Setting up Google Cloud Buckets and Folders

A Google Cloud bucket is essentially a storage container for content. These buckets can have folders to organize items in them. For the Hello Data project, I created a hello_data_44195_bucket. At this point, I've learned it a good idea to use underscores in naming and typically keep things lowercase as well.

In Google Cloud, ensure you have the right project selected (Hello Data)
Click on the Hamburger menu and select "Cloud Storage"
From the Cloud Storage screen, click "Buckets"
Click the "Create" button
Give your bucket a unique name like "hello_data_441915_bucket_v2" and "Continue" button
Select the "us-central1" option and click "Continue" button
Select "Set a default class" and "Standard" option and click "Continue" button
Check "Enforce public access prevention on this bucket"
Select "Uniform" option and click the "Continue" button
Check "Soft delete policy" and "Use default retention duration" option
Click the "Create" button.
If you get a dialog regarding public access being prevented. Ensure "Enforce public access prevention" and click "Confirm" button.
With your new bucket created, lets now add some folders.
Click "Create Folder" and name it "javascript_transformer" and click the "Create" button
Click "Create Folder" and name it "pre_processed" and click the "Create" button
Click "Create Folder" and name it "schemas_bigquery" and click the "Create" button
Click "Create Folder" and name it "temp" and click the "Create" button

Uploading data to Google Bucket - Manually

To begin testing your Data Lake solution, consider uploading some data manually. You can use this approach to ensure some basic moving parts are working.

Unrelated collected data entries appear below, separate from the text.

// src/utils/dimensions.rs

//! Free-text dimension parsing.
//!
//! Product pages describe size in many shapes: `30"W x 20"D x 40"H`,
//! `72 x 35 x 30 in`, `76 cm x 51 cm x 38 cm`, or spread over labelled rows
//! (`Width: 80 cm`). The parser tries each shape from most to least
//! explicit and converts every value to inches.

use std::sync::LazyLock;

use regex::{Captures, Regex};

use crate::models::Dimensions;

const NUM: &str = r"(\d+(?:\.\d+)?)";
const UNIT: &str = r#"(?:(?:millimet(?:er|re)s?|mm|centimet(?:er|re)s?|cm|met(?:er|re)s?|m|inch(?:es)?|in|feet|foot|ft)\b\.?|''|"|”|″|'|′|’)"#;
const LABEL: &str = r"(width|wide|w|depth|deep|d|height|high|tall|h)\b";
const SEP: &str = r"\s*[x×*]\s*";

/// `30"W x 20"D x 40"H`, labels in any order, optional trailing unit.
static LABELLED_TRIPLE: LazyLock<Regex> = LazyLock::new(|| {
    let part = format!(r"{NUM}\s*({UNIT})?\s*{LABEL}");
    Regex::new(&format!(r"(?i){part}{SEP}{part}{SEP}{part}(?:\s*({UNIT}))?"))
        .expect("valid labelled dimension regex")
});

/// `72 x 35 x 30` with an optional trailing unit.
static BARE_TRIPLE: LazyLock<Regex> = LazyLock::new(|| {
    Regex::new(&format!(r"(?i){NUM}{SEP}{NUM}{SEP}{NUM}(?:\s*({UNIT}))?"))
        .expect("valid bare dimension regex")
});

/// `76 cm x 51 cm x 38 cm`.
static UNIT_TRIPLE: LazyLock<Regex> = LazyLock::new(|| {
    let part = format!(r"{NUM}\s*({UNIT})");
    Regex::new(&format!(r"(?i){part}{SEP}{part}{SEP}{part}"))
        .expect("valid unit dimension regex")
});

/// A number directly followed by a metric unit anywhere in the text.
static METRIC_HINT: LazyLock<Regex> = LazyLock::new(|| {
    Regex::new(r"(?i)\d\s*(centimet(?:er|re)s?|cm|millimet(?:er|re)s?|mm)\b")
        .expect("valid metric hint regex")
});

/// A single length such as `30 in` or `76cm`.
static LENGTH: LazyLock<Regex> = LazyLock::new(|| {
    Regex::new(&format!(r"(?i){NUM}\s*({UNIT})?")).expect("valid length regex")
});

static WIDTH: LazyLock<Regex> = LazyLock::new(|| axis_regex("width"));
static HEIGHT: LazyLock<Regex> = LazyLock::new(|| axis_regex("height"));
static DEPTH: LazyLock<Regex> = LazyLock::new(|| axis_regex("depth"));

fn axis_regex(word: &str) -> Regex {
    Regex::new(&format!(r"(?i)\b{word}\s*[:=\-]?\s*{NUM}\s*({UNIT})?"))
        .expect("valid axis dimension regex")
}

/// Length unit recognised in dimension text.
#[derive(Debug, Clone, Copy, PartialEq, Eq)]
pub enum Unit {
    Inch,
    Foot,
    Centimeter,
    Millimeter,
    Meter,
}

impl Unit {
    /// Parse a unit token as matched by the dimension regexes.
    pub fn from_token(token: &str) -> Option<Self> {
        let t = token.trim().trim_end_matches('.').to_lowercase();
        match t.as_str() {
            "in" | "inch" | "inches" | "''" | "\"" | "”" | "″" => Some(Self::Inch),
            "ft" | "foot" | "feet" | "'" | "′" | "’" => Some(Self::Foot),
            "cm" => Some(Self::Centimeter),
            "mm" => Some(Self::Millimeter),
            "m" => Some(Self::Meter),
            _ if t.starts_with("centimet") => Some(Self::Centimeter),
            _ if t.starts_with("millimet") => Some(Self::Millimeter),
            _ if t.starts_with("met") => Some(Self::Meter),
            _ => None,
        }
    }

    /// Parse a UN/CEFACT unit code as used by schema.org `QuantitativeValue`.
    pub fn from_unit_code(code: &str) -> Option<Self> {
        match code.trim().to_uppercase().as_str() {
            "INH" => Some(Self::Inch),
            "FOT" => Some(Self::Foot),
            "CMT" => Some(Self::Centimeter),
            "MMT" => Some(Self::Millimeter),
            "MTR" => Some(Self::Meter),
            other => Self::from_token(other),
        }
    }

    pub fn to_inches(self, value: f64) -> f64 {
        match self {
            Self::Inch => value,
            Self::Foot => value * 12.0,
            Self::Centimeter => value * 0.393701,
            Self::Millimeter => value * 0.0393701,
            Self::Meter => value * 39.3701,
        }
    }

    /// Guess the unit of unlabelled numbers from the surrounding text.
    /// Defaults to inches.
    pub fn infer(text: &str) -> Self {
        METRIC_HINT
            .captures(text)
            .and_then(|caps| Self::from_token(caps.get(1)?.as_str()))
            .unwrap_or(Self::Inch)
    }
}

#[derive(Debug, Clone, Copy)]
enum Axis {
    Width,
    Height,
    Depth,
}

impl Axis {
    fn from_label(label: &str) -> Option<Self> {
        match label.to_lowercase().as_str() {
            "w" | "width" | "wide" => Some(Self::Width),
            "h" | "height" | "high" | "tall" => Some(Self::Height),
            "d" | "depth" | "deep" => Some(Self::Depth),
            _ => None,
        }
    }
}

/// Parse a dimensions description into inches.
///
/// Returns `None` when no axis could be recovered. Axes that were not
/// found stay `None`.
pub fn parse_dimensions(text: &str) -> Option<Dimensions> {
    let inferred = Unit::infer(text);

    let parsed = parse_labelled(text, inferred)
        .or_else(|| parse_bare(text, inferred))
        .or_else(|| parse_with_units(text))
        .or_else(|| parse_axes(text, inferred));

    if let Some(dims) = &parsed {
        log::debug!("Parsed dimensions {:?} from '{}'", dims, text);
    }
    parsed
}

/// Parse a single length into inches, assuming inches when no unit is
/// given.
pub fn parse_length(text: &str) -> Option<f64> {
    let caps = LENGTH.captures(text)?;
    let unit = unit(&caps, 2).unwrap_or(Unit::Inch);
    Some(unit.to_inches(number(&caps, 1)?))
}

fn number(caps: &Captures, idx: usize) -> Option<f64> {
    caps.get(idx)?.as_str().parse().ok()
}

fn unit(caps: &Captures, idx: usize) -> Option<Unit> {
    caps.get(idx).and_then(|m| Unit::from_token(m.as_str()))
}

fn parse_labelled(text: &str, inferred: Unit) -> Option<Dimensions> {
    let caps = LABELLED_TRIPLE.captures(text)?;
    let trailing = unit(&caps, 10);
    let mut dims = Dimensions::default();

    // Groups per part: number, unit, label.
    for base in [1, 4, 7] {
        let value = number(&caps, base)?;
        let unit = unit(&caps, base + 1).or(trailing).unwrap_or(inferred);
        let axis = Axis::from_label(caps.get(base + 2)?.as_str())?;
        let inches = Some(unit.to_inches(value));
        match axis {
            Axis::Width => dims.width = inches,
            Axis::Height => dims.height = inches,
            Axis::Depth => dims.depth = inches,
        }
    }
    Some(dims)
}

/// Bare triples are read as width x depth x height.
fn parse_bare(text: &str, inferred: Unit) -> Option<Dimensions> {
    let caps = BARE_TRIPLE.captures(text)?;
    let unit = unit(&caps, 4).unwrap_or(inferred);
    Some(Dimensions {
        width: Some(unit.to_inches(number(&caps, 1)?)),
        depth: Some(unit.to_inches(number(&caps, 2)?)),
        height: Some(unit.to_inches(number(&caps, 3)?)),
    })
}

/// Unit-bearing triples are read as width x depth x height.
fn parse_with_units(text: &str) -> Option<Dimensions> {
    let caps = UNIT_TRIPLE.captures(text)?;
    let convert = |n: usize, u: usize| Some(unit(&caps, u)?.to_inches(number(&caps, n)?));
    Some(Dimensions {
        width: convert(1, 2),
        depth: convert(3, 4),
        height: convert(5, 6),
    })
}

fn parse_axes(text: &str, inferred: Unit) -> Option<Dimensions> {
    let axis = |re: &Regex| -> Option<f64> {
        let caps = re.captures(text)?;
        let unit = unit(&caps, 2).unwrap_or(inferred);
        Some(unit.to_inches(number(&caps, 1)?))
    };

    let dims = Dimensions {
        width: axis(&WIDTH),
        height: axis(&HEIGHT),
        depth: axis(&DEPTH),
    };
    (!dims.is_empty()).then_some(dims)
}

#[cfg(test)]
mod tests {
    use super::*;

    fn approx(actual: Option<f64>, expected: f64) {
        let actual = actual.expect("axis should be present");
        assert!(
            (actual - expected).abs() < 1e-6,
            "expected {expected}, got {actual}"
        );
    }

    #[test]
    fn test_labelled_inches() {
        let dims = parse_dimensions(r#"Overall: 30" H x 72" W x 35" D"#).unwrap();
        approx(dims.width, 72.0);
        approx(dims.height, 30.0);
        approx(dims.depth, 35.0);
    }

    #[test]
    fn test_labelled_trailing_unit() {
        let dims = parse_dimensions("80 W x 55 D x 75 H cm").unwrap();
        approx(dims.width, 80.0 * 0.393701);
        approx(dims.depth, 55.0 * 0.393701);
        approx(dims.height, 75.0 * 0.393701);
    }

    #[test]
    fn test_bare_triple_defaults_to_inches() {
        let dims = parse_dimensions("Size: 72 x 35 x 30").unwrap();
        approx(dims.width, 72.0);
        approx(dims.depth, 35.0);
        approx(dims.height, 30.0);
    }

    #[test]
    fn test_bare_triple_with_trailing_unit() {
        let dims = parse_dimensions("2 x 1 x 0.8 m").unwrap();
        approx(dims.width, 2.0 * 39.3701);
        approx(dims.depth, 1.0 * 39.3701);
        approx(dims.height, 0.8 * 39.3701);
    }

    #[test]
    fn test_unit_triple_centimeters() {
        let dims = parse_dimensions("76 cm x 51 cm x 38 cm").unwrap();
        approx(dims.width, 76.0 * 0.393701);
        approx(dims.depth, 51.0 * 0.393701);
        approx(dims.height, 38.0 * 0.393701);
    }

    #[test]
    fn test_unit_triple_mixed_spelled_out() {
        let dims = parse_dimensions("6 feet x 3 feet x 30 inches").unwrap();
        approx(dims.width, 72.0);
        approx(dims.depth, 36.0);
        approx(dims.height, 30.0);

        let dims = parse_dimensions("1.2 meters x 60 centimeters x 750 millimeters").unwrap();
        approx(dims.width, 1.2 * 39.3701);
        approx(dims.depth, 60.0 * 0.393701);
        approx(dims.height, 750.0 * 0.0393701);
    }

    #[test]
    fn test_unit_triple_quote_marks() {
        let dims = parse_dimensions(r#"30" x 20" x 18""#).unwrap();
        approx(dims.width, 30.0);
        approx(dims.depth, 20.0);
        approx(dims.height, 18.0);
    }

    #[test]
    fn test_per_axis_fallback() {
        let dims = parse_dimensions("Width: 80 cm\nDepth: 55 cm\nHeight: 75 cm").unwrap();
        approx(dims.width, 80.0 * 0.393701);
        approx(dims.depth, 55.0 * 0.393701);
        approx(dims.height, 75.0 * 0.393701);
    }

    #[test]
    fn test_per_axis_partial() {
        let dims = parse_dimensions("Seat height - 18 in").unwrap();
        assert_eq!(dims.width, None);
        approx(dims.height, 18.0);
        assert_eq!(dims.depth, None);
    }

    #[test]
    fn test_no_dimensions() {
        assert_eq!(parse_dimensions("Free shipping on orders over $35"), None);
        assert_eq!(parse_dimensions(""), None);
    }

    #[test]
    fn test_infer_ignores_words_containing_units() {
        assert_eq!(Unit::infer("Recommended for 72 x 35 x 30"), Unit::Inch);
        assert_eq!(Unit::infer("Seat: 45cm high"), Unit::Centimeter);
        assert_eq!(Unit::infer("panel 18 mm thick"), Unit::Millimeter);
    }

    #[test]
    fn test_parse_length() {
        approx(parse_length("30 in"), 30.0);
        approx(parse_length("76cm"), 76.0 * 0.393701);
        approx(parse_length("18"), 18.0);
        assert_eq!(parse_length("n/a"), None);
    }

    #[test]
    fn test_unit_codes() {
        assert_eq!(Unit::from_unit_code("CMT"), Some(Unit::Centimeter));
        assert_eq!(Unit::from_unit_code("inh"), Some(Unit::Inch));
        assert_eq!(Unit::from_unit_code("cm"), Some(Unit::Centimeter));
        assert_eq!(Unit::from_unit_code("parsec"), None);
    }
}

In Google Cloud, ensure you have the right project selected (Hello Data)
Click on the Hamburger menu and select "Cloud Storage"
From the Cloud Storage screen, click "Buckets"
Click the the bucket you want to upload data into (e.g. hello_data_441915_bucket_v2)
Click the "Upload" button
Select a sample data csv file (e.g. test_results_01.csv)
Verify csv file was uploaded

Uploading data to Google Bucket - Google Cloud SDK

We will now upload sample data to the Google Bucket using the Google Cloud SDK. This ensures your computer is configured correctly for this task.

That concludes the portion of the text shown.